FA: Baseado em uma ideia de continuidade, suponho...

AS: E de conhecimento do trabalho. Eu do trabalho dele e ele do meu trabalho. Não é simples assim, nunca é.  E principalmente em um departamento com a visibilidade que o departamento de atenção básica tinha na época.

FA: Claro...

AS: E com essa possibilidade de expansão mega, com projeto com tanto recurso como foi o PROESF. Mas foi.

FA: Vamos saltar: Aí você deixa o ministério, como foi a saída?

AS: Foi duro, foi uma discussão dura. Tinha dois cargos: “Ah esses dois cargos são técnicos: Afra e fulana” ... E sempre assim... “Não é cargo político, é cargo técnico...”

CP: Posso fazer uma pergunta, que vai ficar como um parêntese, como é que é instituir uma política nacional, que no final das contas é instituir um parâmetro, para um País desse tamanho, com experiências, algumas das quais simultâneas, que nós chamaríamos de atenção primária. Como é que vai se dar essa tensão?

AS: É tenso mesmo. Na mesma hora que a gente tinha que segurar na marra aquele princípio, não dava para desconsiderar uma secretária lá do interior do Pará que me dizia assim: “Afra minha equipe de Saúde da Família passa quinze dias dentro de um barco... subindo rio, descendo rio... Os outros quinze dias ela vai ficar em casa e não tem quem não me faça fazer isso”. Ou uma secretária de saúde, aqui do meu interior, de zona de engenho de cana, que dizia assim... Isso conversando com Pucca: “Eu quero uma unidade móvel de odontologia”... “Ah porque unidade móvel não é resolutiva, vai num dia, não vai a outro, não tem continuidade da atenção”... Ela disse: “Está certo... Então bota uma unidade, no engenho, que quando chove só se passa a cavalo... 5 meses num ano” ... Então assim... Ou você respeita esse tipo de situação e você chancela em alguma medida isso... Vamos discutir o NASF, o secretário do Pará bateu assim na mesa e disse assim “o Norte não aprova não... viu Dra. Afra? Porque se não tiver um psicólogo para duas equipes do NASF, eu sei que eu não vou ter esse psicólogo nunca”. Ou resolve assim... O NASF da região Norte... (risos)... Entendeu? Então assim, em que medida você abre mão, abre mão, você flexibiliza sem perder a diretriz... É muito difícil, minha gente... É muito difícil.

CP: A segunda PNAB em certo sentido é isso?
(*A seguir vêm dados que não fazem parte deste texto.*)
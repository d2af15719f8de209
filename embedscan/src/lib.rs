//! Source reconciliation over paginated vector embedding stores.
//!
//! Vector stores keep one flat record per ingested segment. This crate scans
//! every segment of a store with whatever paging primitive the backend offers
//! and folds them back into one summary per logical source document.
//!
//! This crate provides:
//! - A metadata vocabulary and the source key resolver
//! - Merge-max folding of segments into [`SourceSummary`] values
//! - Keyset, offset, native-iterator and count-then-offset cursors
//! - A backend-agnostic [`ScanDriver`] and the [`ListSourcesService`] front end
//! - Backend adapters behind feature flags (`pgvector`, `qdrant`, `chroma`,
//!   `elasticsearch`, `ai-search`, `weaviate`, `milvus`)
//!
//! # Example
//!
//! ```rust,ignore
//! use std::sync::Arc;
//! use embedscan::{InMemorySegmentStore, list_sources};
//!
//! let store = Arc::new(InMemorySegmentStore::new());
//! store.insert("docs", segments).await;
//! let listing = list_sources("docs", store, 500).await?;
//! assert_eq!(listing.source_count, listing.sources.len());
//! ```

pub mod backend;
pub mod config;
pub mod cursor;
pub mod driver;
pub mod error;
pub mod inmemory;
pub mod key;
pub mod merge;
pub mod metadata;
pub mod service;
pub mod source;

#[cfg(any(
    feature = "chroma",
    feature = "elasticsearch",
    feature = "ai-search",
    feature = "weaviate",
    feature = "milvus"
))]
mod http;

#[cfg(feature = "ai-search")]
pub mod aisearch;
#[cfg(feature = "chroma")]
pub mod chroma;
#[cfg(feature = "elasticsearch")]
pub mod elasticsearch;
#[cfg(feature = "milvus")]
pub mod milvus;
#[cfg(feature = "pgvector")]
pub mod pgvector;
#[cfg(feature = "qdrant")]
pub mod qdrant;
#[cfg(feature = "weaviate")]
pub mod weaviate;

pub use backend::{
    BackendKind, CountedOffsetScan, FilteredQueryScan, KeysetQuery, OffsetScan, ScanStrategy,
    ScrollBatch, ScrollScan, SegmentStore,
};
pub use config::{ScanConfig, ScanConfigBuilder};
pub use cursor::{
    CountThenOffsetCursor, KeysetBoundary, KeysetCursor, NativeIteratorCursor, OffsetCursor,
    Page, PaginationCursor, Termination,
};
pub use driver::{ScanDriver, ScanOutcome, ScanReport};
pub use error::{Result, ScanError};
pub use inmemory::InMemorySegmentStore;
pub use key::resolve_key;
pub use merge::{MergeOutcome, MergeStats, SourceRecordMerger};
pub use metadata::{Metadata, MetadataValue, SegmentRecord, fields};
pub use service::{ListSourcesService, list_sources};
pub use source::{SourceListing, SourceSummary};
AS: Também. É isso também. Então assim, flexibilizar eu acho que dá uma noção de que você está abrindo mão. Eu prefiro dizer que você vai adequar. Porque você tem que entender essas realidades. Não dá, não dá minha gente...

FA: Como era o diálogo com os paulistas, que além de diferentes, são fortes institucionalmente? Tão estruturados...

AS: Veja... Se ele não era acadêmico, era muito melhor (risos)... Era muito melhor...

FA: Se era um cara do serviço.

AS: O do serviço entende... Está lá no dia a dia, ralando para caramba e entende que você tem muitas diferenças... É bom quando junto o acadêmico com o de serviço, aí é o paraíso... Porque entende as duas coisas.

FA: Mas você estava falando da sua saída no ministério. Foi transição por que mudou o ministro?

AS: Foi...

FA: Veio o Saraiva, não é isso?

AS: Veio o Saraiva em 2005. O Humberto saiu e de imediato Solla saiu.

FA: Humberto saiu para concorrer ao governo do estado?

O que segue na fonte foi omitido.